Greens senator Mehreen Faruqi slammed Labor for not committing to a swift phase-out, saying “sheep routinely die horrific deaths or suffer immense heat stress because of the live export trade”.
Labor also confirmed it had dropped an explicit policy to pay superannuation on top of taxpayer-funded parental leave, but is not ruling out the move completely.
The Sydney Morning Herald and The Age revealed in March the Coalition had also ruled out the plan, which the superannuation sector and economists say would go some way to closing the gender retirement gap.
As recently as a fortnight ago, Labor was still saying it had not decided what to do about the policy, which it took to the 2019 election.
But on Friday morning, senior frontbencher Tanya Plibersek confirmed it was no longer part of the party’s promised plans, telling Radio National: “It’s not a policy that we’re taking to this election.”
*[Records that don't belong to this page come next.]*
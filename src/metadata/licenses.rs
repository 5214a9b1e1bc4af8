//! Supported package licenses.
//!
//! Each license has an intellectual-rights text for the descriptive record
//! and a plain-text file that is uploaded into the package as `LICENSE`.

use std::path::{Path, PathBuf};

#[derive(Debug, Clone, Copy, PartialEq, Eq)]
pub struct License {
    /// SPDX identifier.
    pub id: &'static str,
    /// File name inside the license directory.
    pub file_name: &'static str,
    /// Text placed in the descriptive record's intellectual-rights section.
    pub rights_text: &'static str,
}

impl License {
    pub fn path_in(&self, license_dir: &Path) -> PathBuf {
        license_dir.join(self.file_name)
    }
}

pub const SUPPORTED_LICENSES: &[License] = &[
    License {
        id: "CC0-1.0",
        file_name: "cc0.txt",
        rights_text: "This work is dedicated to the public domain under the Creative \
            Commons Universal 1.0 Public Domain Dedication. To view a copy of this \
            dedication, visit https://creativecommons.org/publicdomain/zero/1.0/.",
    },
    License {
        id: "CC-BY-3.0",
        file_name: "ccby3.txt",
        rights_text: "This work is dedicated to the public domain under the Creative \
            Commons license CC-BY 3.0. To view a copy of this dedication, visit \
            https://creativecommons.org/licenses/by/3.0/us/legalcode.",
    },
    License {
        id: "CC-BY-4.0",
        file_name: "ccby4.txt",
        rights_text: "This information is released to the public domain under the \
            Creative Commons license CC-BY 4.0 (see: \
            https://creativecommons.org/licenses/by/4.0/). It may be distributed, \
            remixed, and built upon. You must give appropriate credit, provide a \
            reasonable manner, but not in any way that suggests the licensor endorses \
            you or your use. The consumer of these data (\"Data User\" herein) should \
            realize that these data may be actively used by others for ongoing research \
            and that coordination may be necessary to prevent duplicate publication. \
            The Data User is urged to contact the authors of these data if any \
            questions about methodology or results occur. Where appropriate, the Data \
            User is encouraged to consider collaboration or co-authorship with the \
            authors. The Data User should realize that misinterpretation of data may \
            occur if used out of context of the original study. While substantial \
            efforts are made to ensure the accuracy of data and associated \
            documentation, complete accuracy of data sets cannot be guaranteed. All \
            data are made available \"as is.\" The Data User should be aware, however, \
            that data are updated periodically and it is the responsibility of the Data \
            User to check for new versions of the data. The data authors and the \
            repository where these data were obtained shall not be liable for damages \
            resulting from any use or misinterpretation of the data. Thank you.",
    },
];

pub fn find_license(id: &str) -> Option<&'static License> {
    SUPPORTED_LICENSES.iter().find(|license| license.id == id)
}

/// Intellectual-rights text for `id`; empty for unknown ids.
pub fn rights_text(id: &str) -> &'static str {
    find_license(id).map(|license| license.rights_text).unwrap_or("")
}
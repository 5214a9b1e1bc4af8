//! Metadata documents that accompany a published package.
//!
//! - `system`: per-object technical metadata (checksum, size, access policy)
//! - `eml`: the package-level descriptive record
//! - `resource_map`: the OAI-ORE aggregation graph
//! - `licenses`, `extra_files`: the members the pipeline generates itself

pub mod checksum;
pub mod eml;
pub mod extra_files;
pub mod licenses;
pub mod resource_map;
pub mod system;
pub(crate) mod xml;

pub use checksum::{compute_md5, file_md5, md5_hex, FileStream, MemoryStream, ReadableStream, StreamDigest, CHUNK_SIZE};
pub use eml::{
    create_descriptive_record, read_object_entries, strip_html_tags, FileSizes, ObjectEntry,
    DESCRIPTIVE_RECORD_NAME, EML_FORMAT_ID,
};
pub use extra_files::ExtraFile;
pub use licenses::{find_license, License, SUPPORTED_LICENSES};
pub use resource_map::{ResourceMap, RESOURCE_MAP_FORMAT_ID};
pub use system::{
    generate_system_metadata, AccessPolicy, AccessRule, Checksum, Content, Permission,
    SystemMetadata, CHECKSUM_ALGORITHM, PUBLIC_SUBJECT,
};
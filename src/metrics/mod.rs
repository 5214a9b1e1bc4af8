//! Metrics module for Prometheus-based monitoring.
//!
//! Counts publish runs, object uploads and degraded best-effort steps.
//!
//! # Example
//!
//! ```ignore
//! use tale_publish::metrics::{init_metrics, export_metrics, MetricsCollector};
//!
//! init_metrics().expect("Failed to initialize metrics");
//! MetricsCollector::new().record_upload("object", true, 1024);
//! let metrics_text = export_metrics();
//! ```

pub mod collectors;
pub mod prometheus;

pub use collectors::MetricsCollector;
pub use prometheus::{export_metrics, init_metrics};

pub use prometheus::{
    DEGRADED_STEPS, PUBLISHES_TOTAL, PUBLISH_DURATION, REGISTRY, UPLOADED_BYTES, UPLOADS_TOTAL,
};
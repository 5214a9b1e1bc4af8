//! Prometheus metrics registration and export.
//!
//! This module defines all Prometheus metrics used by tale-publish and
//! provides functions for initializing, registering, and exporting metrics.

use prometheus::{CounterVec, Encoder, HistogramVec, Opts, Registry, TextEncoder};
use std::sync::OnceLock;

/// Global Prometheus registry for all tale-publish metrics.
pub static REGISTRY: OnceLock<Registry> = OnceLock::new();

/// Total publish runs, labeled by outcome (`success` or the failing step).
pub static PUBLISHES_TOTAL: OnceLock<CounterVec> = OnceLock::new();

/// Publish run duration in seconds, labeled by outcome.
pub static PUBLISH_DURATION: OnceLock<HistogramVec> = OnceLock::new();

/// Total object create calls, labeled by object kind and status.
pub static UPLOADS_TOTAL: OnceLock<CounterVec> = OnceLock::new();

/// Total bytes sent in successful create calls, labeled by object kind.
pub static UPLOADED_BYTES: OnceLock<CounterVec> = OnceLock::new();

/// Best-effort steps that fell back to an absent object, labeled by step.
pub static DEGRADED_STEPS: OnceLock<CounterVec> = OnceLock::new();

/// Initialize all metrics and register them with the registry.
///
/// This function should be called once at application startup. Calling it
/// again leaves the first set of metrics in place.
///
/// # Errors
///
/// Returns a `prometheus::Error` if metric registration fails, typically due to
/// duplicate metric names or invalid metric configurations.
pub fn init_metrics() -> Result<(), prometheus::Error> {
    let registry = Registry::new();

    // Publish metrics
    let publishes_total = CounterVec::new(
        Opts::new("tale_publish_publishes_total", "Total publish runs"),
        &["outcome"],
    )?;

    let publish_duration = HistogramVec::new(
        prometheus::HistogramOpts::new(
            "tale_publish_duration_seconds",
            "Publish run duration in seconds",
        )
        .buckets(vec![1.0, 5.0, 15.0, 30.0, 60.0, 120.0, 300.0, 900.0]),
        &["outcome"],
    )?;

    // Upload metrics
    let uploads_total = CounterVec::new(
        Opts::new("tale_publish_uploads_total", "Total object create calls"),
        &["kind", "status"],
    )?;

    let uploaded_bytes = CounterVec::new(
        Opts::new("tale_publish_uploaded_bytes_total", "Total bytes uploaded"),
        &["kind"],
    )?;

    let degraded_steps = CounterVec::new(
        Opts::new(
            "tale_publish_degraded_steps_total",
            "Best-effort steps that produced no object",
        ),
        &["step"],
    )?;

    registry.register(Box::new(publishes_total.clone()))?;
    registry.register(Box::new(publish_duration.clone()))?;
    registry.register(Box::new(uploads_total.clone()))?;
    registry.register(Box::new(uploaded_bytes.clone()))?;
    registry.register(Box::new(degraded_steps.clone()))?;

    // If any of these fail, metrics were already initialized (idempotent)
    let _ = REGISTRY.set(registry);
    let _ = PUBLISHES_TOTAL.set(publishes_total);
    let _ = PUBLISH_DURATION.set(publish_duration);
    let _ = UPLOADS_TOTAL.set(uploads_total);
    let _ = UPLOADED_BYTES.set(uploaded_bytes);
    let _ = DEGRADED_STEPS.set(degraded_steps);

    tracing::debug!("Prometheus metrics initialized");

    Ok(())
}

/// Export all registered metrics in Prometheus text format.
///
/// Returns a comment line instead when the registry has not been initialized
/// or encoding fails.
pub fn export_metrics() -> String {
    let Some(registry) = REGISTRY.get() else {
        return "# Metrics not initialized. Call init_metrics() first.\n".to_string();
    };

    let encoder = TextEncoder::new();
    let metric_families = registry.gather();

    let mut buffer = Vec::new();
    if let Err(e) = encoder.encode(&metric_families, &mut buffer) {
        return format!("# Error encoding metrics: {}\n", e);
    }

    String::from_utf8(buffer)
        .unwrap_or_else(|e| format!("# Error converting metrics to UTF-8: {}\n", e))
}

#[cfg(test)]
mod tests {
    use super::*;

    #[test]
    fn test_init_metrics() {
        let result = init_metrics();
        // First call should succeed or metrics already initialized
        assert!(result.is_ok() || REGISTRY.get().is_some());
    }

    #[test]
    fn test_metrics_after_init() {
        let _ = init_metrics();

        if let Some(uploads) = UPLOADS_TOTAL.get() {
            uploads.with_label_values(&["object", "success"]).inc();
        }

        let metrics = export_metrics();
        assert!(!metrics.starts_with("# Error"));
        assert!(metrics.contains("tale_publish_uploads_total"));
    }
}
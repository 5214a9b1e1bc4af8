//! Recording helpers for publish metrics.
//!
//! `MetricsCollector` wraps the raw Prometheus metrics with consistent
//! labels. Recording before `init_metrics()` is a no-op.

use super::prometheus::{
    DEGRADED_STEPS, PUBLISHES_TOTAL, PUBLISH_DURATION, UPLOADED_BYTES, UPLOADS_TOTAL,
};

#[derive(Debug, Clone, Default)]
pub struct MetricsCollector;

impl MetricsCollector {
    pub fn new() -> Self {
        Self
    }

    /// Record a finished publish run. `outcome` is `success` or the name of
    /// the step that failed.
    pub fn record_publish(&self, outcome: &str, duration_secs: f64) {
        if let Some(publishes_total) = PUBLISHES_TOTAL.get() {
            publishes_total.with_label_values(&[outcome]).inc();
        }

        if let Some(publish_duration) = PUBLISH_DURATION.get() {
            publish_duration
                .with_label_values(&[outcome])
                .observe(duration_secs);
        }

        tracing::trace!(outcome, duration_secs, "Recorded publish metric");
    }

    /// Record one create call for an object of `kind`: `object`,
    /// `package_info`, `license`, `environment`, `descriptive_record` or
    /// `resource_map`.
    pub fn record_upload(&self, kind: &str, success: bool, bytes: u64) {
        let status = if success { "success" } else { "failure" };
        if let Some(uploads_total) = UPLOADS_TOTAL.get() {
            uploads_total.with_label_values(&[kind, status]).inc();
        }

        if success {
            if let Some(uploaded_bytes) = UPLOADED_BYTES.get() {
                uploaded_bytes
                    .with_label_values(&[kind])
                    .inc_by(bytes as f64);
            }
        }
    }

    /// Record a best-effort step that produced no object.
    pub fn record_degraded_step(&self, step: &str) {
        if let Some(degraded_steps) = DEGRADED_STEPS.get() {
            degraded_steps.with_label_values(&[step]).inc();
        }
    }
}
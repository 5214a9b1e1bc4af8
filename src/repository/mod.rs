//! Client side of the target repository (a DataONE v2 member node).

pub mod member_node;
pub mod network;

pub use member_node::MemberNodeClient;
pub use network::{Network, DEVELOPMENT_MEMBER_NODE};

use async_trait::async_trait;

use crate::error::{AuthError, UploadError};
use crate::metadata::SystemMetadata;
use crate::pid::Pid;

/// Session with a repository that accepts new objects.
#[async_trait]
pub trait RepositoryClient: Send + Sync {
    /// Checks that the node is reachable and the session is usable.
    async fn ping(&self) -> Result<(), AuthError>;

    /// Creates one object under `pid`. Implementations make exactly one
    /// create call and never retry.
    async fn create(
        &self,
        pid: &Pid,
        content: Vec<u8>,
        sysmeta: &SystemMetadata,
    ) -> Result<(), UploadError>;
}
A second senior Labor source, speaking anonymously to discuss internal deliberations, confirmed the party had decided not to make an explicit promise on super and paid parental leave.
However, multiple Labor figures have left the door open to revisiting the policy either later in the first term of a Labor government or after the next election. They view it as a good idea but note the economic situation is quite different to 2019.
Nearly 200,000 people – overwhelmingly women – who access the government’s paid parental leave scheme each year would receive a top-up to their retirement savings if the change was made.
Almost a third of the 20 electorates with the highest number of parents taking paid leave are key marginal seats, including the Liberal seats of Lindsay, Reid and Pearce, and the Labor-held marginals of Greenway, Lilley and Parramatta.
Albanese told reporters on Friday Labor was “being very measured” with what it promised.
“Would this be a good thing to do? Yes, it would be. It is something that we’ll examine in government,” he said.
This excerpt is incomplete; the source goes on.